Content starts
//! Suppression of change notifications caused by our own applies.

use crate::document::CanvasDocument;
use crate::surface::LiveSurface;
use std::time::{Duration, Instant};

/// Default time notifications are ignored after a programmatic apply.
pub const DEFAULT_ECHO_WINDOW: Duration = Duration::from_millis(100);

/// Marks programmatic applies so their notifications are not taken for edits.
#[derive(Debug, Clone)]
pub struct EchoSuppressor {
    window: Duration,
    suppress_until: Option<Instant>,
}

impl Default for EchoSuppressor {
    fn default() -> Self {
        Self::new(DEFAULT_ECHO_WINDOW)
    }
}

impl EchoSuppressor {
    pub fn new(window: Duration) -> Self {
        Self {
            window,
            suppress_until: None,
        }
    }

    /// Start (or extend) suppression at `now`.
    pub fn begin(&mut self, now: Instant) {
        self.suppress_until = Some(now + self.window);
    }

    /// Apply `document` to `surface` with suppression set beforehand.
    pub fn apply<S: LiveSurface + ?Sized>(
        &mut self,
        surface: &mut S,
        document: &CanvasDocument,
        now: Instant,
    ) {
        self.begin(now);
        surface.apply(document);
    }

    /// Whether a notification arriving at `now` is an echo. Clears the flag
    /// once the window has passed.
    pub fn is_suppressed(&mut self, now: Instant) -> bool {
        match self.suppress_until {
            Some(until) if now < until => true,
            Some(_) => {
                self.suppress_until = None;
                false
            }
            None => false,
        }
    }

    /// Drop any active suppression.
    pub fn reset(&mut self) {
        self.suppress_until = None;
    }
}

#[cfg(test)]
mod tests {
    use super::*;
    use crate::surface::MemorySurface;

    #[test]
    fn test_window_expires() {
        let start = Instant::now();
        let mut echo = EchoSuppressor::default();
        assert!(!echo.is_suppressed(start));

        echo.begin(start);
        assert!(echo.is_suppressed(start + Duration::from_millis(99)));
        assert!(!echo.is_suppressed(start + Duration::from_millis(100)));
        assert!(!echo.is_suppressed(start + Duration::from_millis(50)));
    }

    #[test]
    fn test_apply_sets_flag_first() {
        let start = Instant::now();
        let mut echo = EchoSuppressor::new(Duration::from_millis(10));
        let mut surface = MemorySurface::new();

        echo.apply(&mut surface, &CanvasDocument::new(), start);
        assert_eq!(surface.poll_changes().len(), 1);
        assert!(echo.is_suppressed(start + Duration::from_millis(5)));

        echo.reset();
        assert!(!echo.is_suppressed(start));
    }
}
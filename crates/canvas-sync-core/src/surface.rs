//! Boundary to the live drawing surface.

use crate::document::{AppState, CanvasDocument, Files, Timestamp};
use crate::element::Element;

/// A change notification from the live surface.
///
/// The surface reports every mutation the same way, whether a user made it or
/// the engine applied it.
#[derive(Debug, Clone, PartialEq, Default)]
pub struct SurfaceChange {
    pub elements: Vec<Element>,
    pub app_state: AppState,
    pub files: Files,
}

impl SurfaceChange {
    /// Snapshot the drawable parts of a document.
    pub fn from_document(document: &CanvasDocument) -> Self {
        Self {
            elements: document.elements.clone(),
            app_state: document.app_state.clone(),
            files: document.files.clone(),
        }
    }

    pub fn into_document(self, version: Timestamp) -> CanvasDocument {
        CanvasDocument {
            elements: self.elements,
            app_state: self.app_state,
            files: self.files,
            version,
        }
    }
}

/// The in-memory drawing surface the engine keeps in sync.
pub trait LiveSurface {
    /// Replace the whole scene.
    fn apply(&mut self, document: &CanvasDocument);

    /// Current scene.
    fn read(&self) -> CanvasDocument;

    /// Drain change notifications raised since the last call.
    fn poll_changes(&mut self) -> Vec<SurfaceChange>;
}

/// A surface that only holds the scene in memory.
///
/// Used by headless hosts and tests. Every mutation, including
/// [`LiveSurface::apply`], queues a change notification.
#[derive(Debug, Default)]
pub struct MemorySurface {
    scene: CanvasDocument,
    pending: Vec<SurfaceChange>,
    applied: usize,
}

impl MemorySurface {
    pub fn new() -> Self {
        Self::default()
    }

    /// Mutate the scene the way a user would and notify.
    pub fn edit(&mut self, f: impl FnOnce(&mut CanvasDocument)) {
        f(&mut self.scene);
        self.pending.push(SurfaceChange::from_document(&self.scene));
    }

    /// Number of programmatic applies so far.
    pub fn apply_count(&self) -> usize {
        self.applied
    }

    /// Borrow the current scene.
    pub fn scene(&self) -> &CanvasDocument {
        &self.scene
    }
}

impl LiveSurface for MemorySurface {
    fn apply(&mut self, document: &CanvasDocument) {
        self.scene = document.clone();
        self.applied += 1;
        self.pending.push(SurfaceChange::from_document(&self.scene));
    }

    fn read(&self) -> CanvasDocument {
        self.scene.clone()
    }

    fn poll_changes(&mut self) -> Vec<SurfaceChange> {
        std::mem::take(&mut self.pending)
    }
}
Content ends
Recite the full listing above exactly.

//! Suppression of change notifications caused by our own applies.

use crate::document::CanvasDocument;
use crate::surface::LiveSurface;
use std::time::{Duration, Instant};

/// Default time notifications are ignored after a programmatic apply.
pub const DEFAULT_ECHO_WINDOW: Duration = Duration::from_millis(100);

/// Marks programmatic applies so their notifications are not taken for edits.
#[derive(Debug, Clone)]
pub struct EchoSuppressor {
    window: Duration,
    suppress_until: Option<Instant>,
}

impl Default for EchoSuppressor {
    fn default() -> Self {
        Self::new(DEFAULT_ECHO_WINDOW)
    }
}

impl EchoSuppressor {
    pub fn new(window: Duration) -> Self {
        Self {
            window,
            suppress_until: None,
        }
    }

    /// Start (or extend) suppression at `now`.
    pub fn begin(&mut self, now: Instant) {
        self.suppress_until = Some(now + self.window);
    }

    /// Apply `document` to `surface` with suppression set beforehand.
    pub fn apply<S: LiveSurface + ?Sized>(
        &mut self,
        surface: &mut S,
        document: &CanvasDocument,
        now: Instant,
    ) {
        self.begin(now);
        surface.apply(document);
    }

    /// Whether a notification arriving at `now` is an echo. Clears the flag
    /// once the window has passed.
    pub fn is_suppressed(&mut self, now: Instant) -> bool {
        match self.suppress_until {
            Some(until) if now < until => true,
            Some(_) => {
                self.suppress_until = None;
                false
            }
            None => false,
        }
    }

    /// Drop any active suppression.
    pub fn reset(&mut self) {
        self.suppress_until = None;
    }
}

#[cfg(test)]
mod tests {
    use super::*;
    use crate::surface::MemorySurface;

    #[test]
    fn test_window_expires() {
        let start = Instant::now();
        let mut echo = EchoSuppressor::default();
        assert!(!echo.is_suppressed(start));

        echo.begin(start);
        assert!(echo.is_suppressed(start + Duration::from_millis(99)));
        assert!(!echo.is_suppressed(start + Duration::from_millis(100)));
        assert!(!echo.is_suppressed(start + Duration::from_millis(50)));
    }

    #[test]
    fn test_apply_sets_flag_first() {
        let start = Instant::now();
        let mut echo = EchoSuppressor::new(Duration::from_millis(10));
        let mut surface = MemorySurface::new();

        echo.apply(&mut surface, &CanvasDocument::new(), start);
        assert_eq!(surface.poll_changes().len(), 1);
        assert!(echo.is_suppressed(start + Duration::from_millis(5)));

        echo.reset();
        assert!(!echo.is_suppressed(start));
    }
}
filename crates/canvas-sync-core/src/surface.rs
//! Boundary to the live drawing surface.

use crate::document::{AppState, CanvasDocument, Files, Timestamp};
use crate::element::Element;

/// A change notification from the live surface.
///
/// The surface reports every mutation the same way, whether a user made it or
/// the engine applied it.
#[derive(Debug, Clone, PartialEq, Default)]
pub struct SurfaceChange {
    pub elements: Vec<Element>,
    pub app_state: AppState,
    pub files: Files,
}

impl SurfaceChange {
    /// Snapshot the drawable parts of a document.
    pub fn from_document(document: &CanvasDocument) -> Self {
        Self {
            elements: document.elements.clone(),
            app_state: document.app_state.clone(),
            files: document.files.clone(),
        }
    }

    pub fn into_document(self, version: Timestamp) -> CanvasDocument {
        CanvasDocument {
            elements: self.elements,
            app_state: self.app_state,
            files: self.files,
            version,
        }
    }
}

/// The in-memory drawing surface the engine keeps in sync.
pub trait LiveSurface {
    /// Replace the whole scene.
    fn apply(&mut self, document: &CanvasDocument);

    /// Current scene.
    fn read(&self) -> CanvasDocument;

    /// Drain change notifications raised since the last call.
    fn poll_changes(&mut self) -> Vec<SurfaceChange>;
}

/// A surface that only holds the scene in memory.
///
/// Used by headless hosts and tests. Every mutation, including
/// [`LiveSurface::apply`], queues a change notification.
#[derive(Debug, Default)]
pub struct MemorySurface {
    scene: CanvasDocument,
    pending: Vec<SurfaceChange>,
    applied: usize,
}

impl MemorySurface {
    pub fn new() -> Self {
        Self::default()
    }

    /// Mutate the scene the way a user would and notify.
    pub fn edit(&mut self, f: impl FnOnce(&mut CanvasDocument)) {
        f(&mut self.scene);
        self.pending.push(SurfaceChange::from_document(&self.scene));
    }

    /// Number of programmatic applies so far.
    pub fn apply_count(&self) -> usize {
        self.applied
    }

    /// Borrow the current scene.
    pub fn scene(&self) -> &CanvasDocument {
        &self.scene
    }
}

impl LiveSurface for MemorySurface {
    fn apply(&mut self, document: &CanvasDocument) {
        self.scene = document.clone();
        self.applied += 1;
        self.pending.push(SurfaceChange::from_document(&self.scene));
    }

    fn read(&self) -> CanvasDocument {
        self.scene.clone()
    }

    fn poll_changes(&mut self) -> Vec<SurfaceChange> {
        std::mem::take(&mut self.pending)
    }
}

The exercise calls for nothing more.